Desperate to meet its targets, the government has approved €27 billion in spending cuts and tax increases in its 2012 Budget...

Barely two years after emerging from the last downturn, Spain slid into recession again with two consecutive quarters of economic contraction, the Spanish central bank said in a report.

Gross domestic product fell by an estimated 0.4 per cent in the first quarter of 2012 after a 0.3 per cent decline in the last three months of 2011, the bank said.

Spain, whose unemployment rate at the end of 2011 was already the highest in the industrialised world at 22.85 per cent overall and nearly 50 per cent for the young, suffered a further jobs slump.

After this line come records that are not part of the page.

//! One download attempt: resume-offset decision, chunked streaming, and the
//! completeness check.
//!
//! A session pairs one task with one freshly opened connection and is
//! discarded when the attempt ends. All remote I/O goes through the
//! connection seam, so the resume logic here never sees the wire protocol.

use std::io::Read;
use std::path::Path;
use std::sync::atomic::{AtomicBool, Ordering};

use crate::connection::RemoteClient;
use crate::progress::ProgressTracker;
use crate::retry::TransferError;
use crate::storage;
use crate::task::{TaskId, TaskStore};

/// How one attempt ended, short of an error.
#[derive(Debug, Clone, Copy, PartialEq, Eq)]
pub enum AttemptOutcome {
    /// Stream consumed and (when the size is known) byte counts match.
    Completed,
    /// Local file already matched the remote size; no data was moved.
    AlreadyComplete,
    /// Cancel token observed; partial file preserved.
    Cancelled,
}

/// True when the bytes already on disk match a known total size. Used by the
/// worker to complete a task without opening any connection.
pub fn already_complete(local_path: &Path, total_size: Option<u64>) -> Result<bool, TransferError> {
    match total_size {
        Some(total) => Ok(storage::local_size(local_path)? == Some(total)),
        None => Ok(false),
    }
}

/// Execute one attempt for `id` over an open connection.
///
/// Steps: learn the total size (task-known or SIZE query), inspect the local
/// file, decide the resume offset (equal → done; larger → discard and
/// restart; else continue from local size), send the restart marker, then
/// stream chunks until EOF, checking the cancel token once per chunk and
/// publishing progress to the store.
pub fn run_attempt(
    client: &mut dyn RemoteClient,
    store: &TaskStore,
    id: TaskId,
    cancel: &AtomicBool,
    chunk_size: usize,
) -> Result<AttemptOutcome, TransferError> {
    let Some(task) = store.get(id) else {
        // task was cleared while we were connecting
        return Ok(AttemptOutcome::Cancelled);
    };
    if cancel.load(Ordering::Relaxed) {
        return Ok(AttemptOutcome::Cancelled);
    }

    let total_size = match task.total_size {
        Some(n) => Some(n),
        None => client.size(&task.remote_path)?,
    };
    let local = storage::local_size(&task.local_path)?;

    let offset = match (total_size, local) {
        (Some(total), Some(n)) if n == total => {
            tracing::debug!(task = id, total, "local file already complete");
            store.begin_attempt(id, total_size, total);
            return Ok(AttemptOutcome::AlreadyComplete);
        }
        (Some(total), Some(n)) if n > total => {
            tracing::warn!(
                task = id,
                local = n,
                total,
                "local file larger than remote, discarding and restarting"
            );
            0
        }
        (_, Some(n)) => n,
        (_, None) => 0,
    };

    store.begin_attempt(id, total_size, offset);
    let mut file = storage::open_at_offset(&task.local_path, offset)?;
    let mut tracker = ProgressTracker::new(offset, total_size);

    if offset > 0 {
        tracing::info!(task = id, offset, "resuming transfer");
        client.restart_from(offset)?;
    }

    let mut data = client.retrieve(&task.remote_path)?;
    let mut buf = vec![0u8; chunk_size.max(1)];
    loop {
        if cancel.load(Ordering::Relaxed) {
            tracing::info!(task = id, "cancel requested, preserving partial file");
            return Ok(AttemptOutcome::Cancelled);
        }
        let n = data.read(&mut buf).map_err(TransferError::Io)?;
        if n == 0 {
            break;
        }
        storage::append_chunk(&mut file, &buf[..n])?;
        let bytes = tracker.add(n);
        store.record_progress(id, bytes, tracker.speed_bps());
    }
    client.finish_retrieve(data)?;

    let received = tracker.bytes_transferred();
    if let Some(total) = total_size {
        if received != total {
            return Err(TransferError::Incomplete {
                expected: total,
                received,
            });
        }
    }
    tracing::debug!(task = id, received, "attempt streamed to completion");
    Ok(AttemptOutcome::Completed)
}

“Employment fell again, sharply, with an estimated year-on-year decline of four per cent,” the report said, noting also a “significant” decline in unit labour costs.

The government forecasts the jobless rate will rise to 24.3 per cent this year as the sagging economy struggles to absorb millions of jobs destroyed in the collapse of a property boom in 2008.

The European Central Bank had helped to ease market tensions, Spain’s bank said, alluding to the ECB’s decision to extend more than €1 trillion in low-interest, three-year loans to the region’s banks.

Worries were further soothed by an international rescue programme for Greece, by the restructuring of Greek debt and by eurozone economic governance reforms, it said.

“Nevertheless, the instability returned in the first days of April, affecting Spain and Italy with particular strength, because of doubts raised by the adjustment process in which both countries find themselves.”

New tensions pushed the borrowing rate on Spain’s benchmark 10-year government bonds above a symbolic six per cent threshold, the central bank noted.

Investors in Spanish 10 year bonds demanded an additional return of about 440 basis points when compared to German bonds, it said.

At the same time, the stock market has slumped by about 20 per cent since the beginning of the year.

The decline intensified yesterday as Madrid’s IBEX-35 index of leading shares slumped 200.10 points, or 2.84 per cent, to 6,840.50 points late morning, hit by concerns over the French presidential election and Spain’s debt.

Investors showed some concern after French Socialist François Hollande beat President Nicolas Sarkozy in a first round of voting Sunday. The pair face off in a final round on May 6.

Spanish markets were among those hardest hit, in part because of doubts over Madrid’s ability to meet its public debt-cutting goals and thus prevent its sovereign debt mushrooming beyond control.

Spain has promised to cut its public deficit to 5.3 per cent of GDP in 2012 and just three per cent of GDP in 2013, after allowing last year’s deficit to hit 8.5 per cent of GDP – 2.5 percentage points over target.

Desperate to meet its targets, the government has approved €27 billion in spending cuts and tax increases in its 2012 Budget, after an earlier round of €8.9 billion in cuts and €6.3 billion in extra taxes.

Analysts say the recession will make those targets even harder to reach, as tax income declines and welfare costs rise.